▸ TASK REQUIREMENTS
Below are the records; copy each line in them that holds the word "LogRecord".

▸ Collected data
● ● ● ● ●

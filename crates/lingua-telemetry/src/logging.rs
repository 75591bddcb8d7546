use std::path::Path;
use std::sync::Arc;

use chrono::Utc;
use parking_lot::Mutex;
use rusqlite::Connection;
use serde::{Deserialize, Serialize};
use tracing::field::{Field, Visit};
use tracing::span;
use tracing_subscriber::layer::Context;
use tracing_subscriber::Layer;

/// A log record persisted to SQLite.
#[derive(Clone, Debug, Serialize, Deserialize)]
pub struct LogRecord {
    pub id: i64,
    pub timestamp: String,
    pub level: String,
    pub target: String,
    pub message: String,
    pub fields: Option<String>,
    pub request_id: Option<String>,
    pub pair: Option<String>,
}

/// Query parameters for searching persisted logs.
#[derive(Clone, Debug, Default)]
pub struct LogQuery {
    pub level: Option<String>,
    pub target: Option<String>,
    pub request_id: Option<String>,
    pub since: Option<String>,
    pub limit: Option<u32>,
}

/// SQLite sink that persists warn+ logs.
pub struct SqliteLogSink {
    conn: Mutex<Connection>,
}

impl SqliteLogSink {
    pub fn new(db_path: &Path) -> Result<Self, rusqlite::Error> {
        if let Some(parent) = db_path.parent() {
            std::fs::create_dir_all(parent).ok();
        }
        let conn = Connection::open(db_path)?;
        conn.execute_batch(
            "PRAGMA journal_mode = WAL;
             PRAGMA synchronous = NORMAL;
             CREATE TABLE IF NOT EXISTS logs (
                 id INTEGER PRIMARY KEY AUTOINCREMENT,
                 timestamp TEXT NOT NULL,
                 level TEXT NOT NULL,
                 target TEXT NOT NULL,
                 message TEXT NOT NULL,
                 fields TEXT,
                 request_id TEXT,
                 pair TEXT,
                 created_at TEXT NOT NULL DEFAULT (datetime('now'))
             );
             CREATE INDEX IF NOT EXISTS idx_logs_level ON logs(level);
             CREATE INDEX IF NOT EXISTS idx_logs_request ON logs(request_id);
             CREATE INDEX IF NOT EXISTS idx_logs_timestamp ON logs(timestamp);",
        )?;
        Ok(Self {
            conn: Mutex::new(conn),
        })
    }

    fn insert(&self, record: &LogInsert) {
        let conn = self.conn.lock();
        let _ = conn.execute(
            "INSERT INTO logs (timestamp, level, target, message, fields, request_id, pair)
             VALUES (?1, ?2, ?3, ?4, ?5, ?6, ?7)",
            rusqlite::params![
                record.timestamp,
                record.level,
                record.target,
                record.message,
                record.fields,
                record.request_id,
                record.pair,
            ],
        );
    }

    pub fn query(&self, q: &LogQuery) -> Result<Vec<LogRecord>, rusqlite::Error> {
        let conn = self.conn.lock();
        let mut sql = String::from(
            "SELECT id, timestamp, level, target, message, fields, request_id, pair FROM logs WHERE 1=1",
        );
        let mut params: Vec<Box<dyn rusqlite::types::ToSql>> = Vec::new();

        if let Some(level) = &q.level {
            sql.push_str(&format!(" AND level = ?{}", params.len() + 1));
            params.push(Box::new(level.clone()));
        }
        if let Some(target) = &q.target {
            sql.push_str(&format!(" AND target LIKE ?{}", params.len() + 1));
            params.push(Box::new(format!("%{target}%")));
        }
        if let Some(request_id) = &q.request_id {
            sql.push_str(&format!(" AND request_id = ?{}", params.len() + 1));
            params.push(Box::new(request_id.clone()));
        }
        if let Some(since) = &q.since {
            sql.push_str(&format!(" AND timestamp >= ?{}", params.len() + 1));
            params.push(Box::new(since.clone()));
        }

        sql.push_str(" ORDER BY id DESC");

        let limit = q.limit.unwrap_or(100);
        sql.push_str(&format!(" LIMIT {limit}"));

        let param_refs: Vec<&dyn rusqlite::types::ToSql> =
            params.iter().map(|p| p.as_ref()).collect();
        let mut stmt = conn.prepare(&sql)?;
        let rows = stmt.query_map(param_refs.as_slice(), |row| {
            Ok(LogRecord {
                id: row.get(0)?,
                timestamp: row.get(1)?,
                level: row.get(2)?,
                target: row.get(3)?,
                message: row.get(4)?,
                fields: row.get(5)?,
                request_id: row.get(6)?,
                pair: row.get(7)?,
            })
        })?;

        rows.collect()
    }

    pub fn count(&self) -> Result<i64, rusqlite::Error> {
        let conn = self.conn.lock();
        conn.query_row("SELECT COUNT(*) FROM logs", [], |row| row.get(0))
    }
}

/// Internal insert record (not public).
struct LogInsert {
    timestamp: String,
    level: String,
    target: String,
    message: String,
    fields: Option<String>,
    request_id: Option<String>,
    pair: Option<String>,
}

/// tracing Layer that writes warn+ events to SQLite.
pub struct SqliteLogLayer {
    sink: Arc<SqliteLogSink>,
}

impl SqliteLogLayer {
    pub fn new(sink: Arc<SqliteLogSink>) -> Self {
        Self { sink }
    }
}

/// Visitor that extracts fields from a tracing event.
struct FieldVisitor {
    message: Option<String>,
    fields: serde_json::Map<String, serde_json::Value>,
    request_id: Option<String>,
    pair: Option<String>,
}

impl FieldVisitor {
    fn new() -> Self {
        Self {
            message: None,
            fields: serde_json::Map::new(),
            request_id: None,
            pair: None,
        }
    }
}

impl Visit for FieldVisitor {
    fn record_debug(&mut self, field: &Field, value: &dyn std::fmt::Debug) {
        let val = format!("{:?}", value);
        match field.name() {
            "message" => self.message = Some(val),
            "request_id" => self.request_id = Some(val.trim_matches('"').to_string()),
            "pair" => self.pair = Some(val.trim_matches('"').to_string()),
            name => {
                self.fields
                    .insert(name.to_string(), serde_json::Value::String(val));
            }
        }
    }

    fn record_str(&mut self, field: &Field, value: &str) {
        match field.name() {
            "message" => self.message = Some(value.to_string()),
            "request_id" => self.request_id = Some(value.to_string()),
            "pair" => self.pair = Some(value.to_string()),
            name => {
                self.fields.insert(
                    name.to_string(),
                    serde_json::Value::String(value.to_string()),
                );
            }
        }
    }

    fn record_i64(&mut self, field: &Field, value: i64) {
        self.fields
            .insert(field.name().to_string(), serde_json::Value::Number(value.into()));
    }

    fn record_u64(&mut self, field: &Field, value: u64) {
        self.fields
            .insert(field.name().to_string(), serde_json::Value::Number(value.into()));
    }

    fn record_f64(&mut self, field: &Field, value: f64) {
        if let Some(n) = serde_json::Number::from_f64(value) {
            self.fields
                .insert(field.name().to_string(), serde_json::Value::Number(n));
        }
    }

    fn record_bool(&mut self, field: &Field, value: bool) {
        self.fields
            .insert(field.name().to_string(), serde_json::Value::Bool(value));
    }
}

impl<S> Layer<S> for SqliteLogLayer
where
    S: tracing::Subscriber + for<'a> tracing_subscriber::registry::LookupSpan<'a>,
{
    fn on_event(&self, event: &tracing::Event<'_>, ctx: Context<'_, S>) {
        // Only persist WARN and above
        let level = *event.metadata().level();
        if level > tracing::Level::WARN {
            return;
        }

        let mut visitor = FieldVisitor::new();
        event.record(&mut visitor);

        // Pull request_id/pair from span context if not on the event itself
        if visitor.request_id.is_none() || visitor.pair.is_none() {
            if let Some(scope) = ctx.event_scope(event) {
                for span in scope {
                    let extensions = span.extensions();
                    if let Some(fields) = extensions.get::<SpanFields>() {
                        if visitor.request_id.is_none() {
                            visitor.request_id.clone_from(&fields.request_id);
                        }
                        if visitor.pair.is_none() {
                            visitor.pair.clone_from(&fields.pair);
                        }
                    }
                }
            }
        }

        let fields_json = if visitor.fields.is_empty() {
            None
        } else {
            Some(serde_json::to_string(&visitor.fields).unwrap_or_default())
        };

        let record = LogInsert {
            timestamp: Utc::now().to_rfc3339(),
            level: level.to_string().to_uppercase(),
            target: event.metadata().target().to_string(),
            message: visitor.message.unwrap_or_default(),
            fields: fields_json,
            request_id: visitor.request_id,
            pair: visitor.pair,
        };

        self.sink.insert(&record);
    }

    fn on_new_span(&self, attrs: &span::Attributes<'_>, id: &span::Id, ctx: Context<'_, S>) {
        let mut visitor = FieldVisitor::new();
        attrs.record(&mut visitor);

        if visitor.request_id.is_some() || visitor.pair.is_some() {
            if let Some(span) = ctx.span(id) {
                let mut extensions = span.extensions_mut();
                extensions.insert(SpanFields {
                    request_id: visitor.request_id,
                    pair: visitor.pair,
                });
            }
        }
    }
}

/// Stored on spans to propagate request_id / pair to child events.
struct SpanFields {
    request_id: Option<String>,
    pair: Option<String>,
}

#[cfg(test)]
mod tests {
    use super::*;
    use std::path::PathBuf;

    fn temp_db() -> PathBuf {
        let dir = std::env::temp_dir().join(format!("lingua-test-logs-{}", uuid::Uuid::now_v7()));
        std::fs::create_dir_all(&dir).unwrap();
        dir.join("test-logs.db")
    }

    fn insert(
        sink: &SqliteLogSink,
        timestamp: &str,
        level: &str,
        target: &str,
        message: &str,
        request_id: Option<&str>,
    ) {
        sink.insert(&LogInsert {
            timestamp: timestamp.into(),
            level: level.into(),
            target: target.into(),
            message: message.into(),
            fields: None,
            request_id: request_id.map(str::to_string),
            pair: None,
        });
    }

    #[test]
    fn sqlite_sink_create_and_insert() {
        let sink = SqliteLogSink::new(&temp_db()).unwrap();
        sink.insert(&LogInsert {
            timestamp: "2026-08-01T12:00:00Z".into(),
            level: "ERROR".into(),
            target: "lingua_gateway::translate".into(),
            message: "translation rejected".into(),
            fields: Some(r#"{"response_status":403}"#.into()),
            request_id: Some("req_123".into()),
            pair: Some("es|en".into()),
        });
        assert_eq!(sink.count().unwrap(), 1);
    }

    #[test]
    fn sqlite_sink_query_by_level() {
        let sink = SqliteLogSink::new(&temp_db()).unwrap();
        insert(&sink, "2026-08-01T12:00:00Z", "WARN", "test", "warning msg", None);
        insert(&sink, "2026-08-01T12:00:01Z", "ERROR", "test", "error msg", None);

        let results = sink
            .query(&LogQuery {
                level: Some("ERROR".into()),
                ..Default::default()
            })
            .unwrap();
        assert_eq!(results.len(), 1);
        assert_eq!(results[0].message, "error msg");
    }

    #[test]
    fn sqlite_sink_query_by_request() {
        let sink = SqliteLogSink::new(&temp_db()).unwrap();
        insert(&sink, "2026-08-01T12:00:00Z", "WARN", "test", "request A", Some("req_aaa"));
        insert(&sink, "2026-08-01T12:00:01Z", "WARN", "test", "request B", Some("req_bbb"));

        let results = sink
            .query(&LogQuery {
                request_id: Some("req_aaa".into()),
                ..Default::default()
            })
            .unwrap();
        assert_eq!(results.len(), 1);
        assert_eq!(results[0].message, "request A");
    }

    #[test]
    fn sqlite_sink_query_by_target() {
        let sink = SqliteLogSink::new(&temp_db()).unwrap();
        insert(&sink, "2026-08-01T12:00:00Z", "ERROR", "lingua_gateway::summary", "gateway error", None);
        insert(&sink, "2026-08-01T12:00:01Z", "ERROR", "lingua_store::translations", "db error", None);

        let results = sink
            .query(&LogQuery {
                target: Some("summary".into()),
                ..Default::default()
            })
            .unwrap();
        assert_eq!(results.len(), 1);
        assert_eq!(results[0].message, "gateway error");
    }

    #[test]
    fn sqlite_sink_query_limit_newest_first() {
        let sink = SqliteLogSink::new(&temp_db()).unwrap();
        for i in 0..10 {
            insert(
                &sink,
                &format!("2026-08-01T12:00:{i:02}Z"),
                "WARN",
                "test",
                &format!("msg {i}"),
                None,
            );
        }

        let results = sink
            .query(&LogQuery {
                limit: Some(3),
                ..Default::default()
            })
            .unwrap();
        assert_eq!(results.len(), 3);
        assert_eq!(results[0].message, "msg 9");
    }

    #[test]
    fn sqlite_sink_query_since() {
        let sink = SqliteLogSink::new(&temp_db()).unwrap();
        insert(&sink, "2026-08-01T11:00:00Z", "WARN", "test", "old", None);
        insert(&sink, "2026-08-01T13:00:00Z", "WARN", "test", "new", None);

        let results = sink
            .query(&LogQuery {
                since: Some("2026-08-01T12:00:00Z".into()),
                ..Default::default()
            })
            .unwrap();
        assert_eq!(results.len(), 1);
        assert_eq!(results[0].message, "new");
    }

    #[test]
    fn log_record_serde_roundtrip() {
        let record = LogRecord {
            id: 1,
            timestamp: "2026-08-01T12:00:00Z".into(),
            level: "ERROR".into(),
            target: "lingua_gateway".into(),
            message: "translation rejected".into(),
            fields: Some(r#"{"status":403}"#.into()),
            request_id: Some("req_123".into()),
            pair: Some("es|en".into()),
        };
        let json = serde_json::to_string(&record).unwrap();
        let parsed: LogRecord = serde_json::from_str(&json).unwrap();
        assert_eq!(parsed.id, 1);
        assert_eq!(parsed.level, "ERROR");
        assert_eq!(parsed.pair.as_deref(), Some("es|en"));
    }
}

● ● ● ● ●

▸ ANSWER AREA
pub struct LogRecord {
    pub fn query(&self, q: &LogQuery) -> Result<Vec<LogRecord>, rusqlite::Error> {
            Ok(LogRecord {
        let record = LogRecord {
        let parsed: LogRecord = serde_json::from_str(&json).unwrap();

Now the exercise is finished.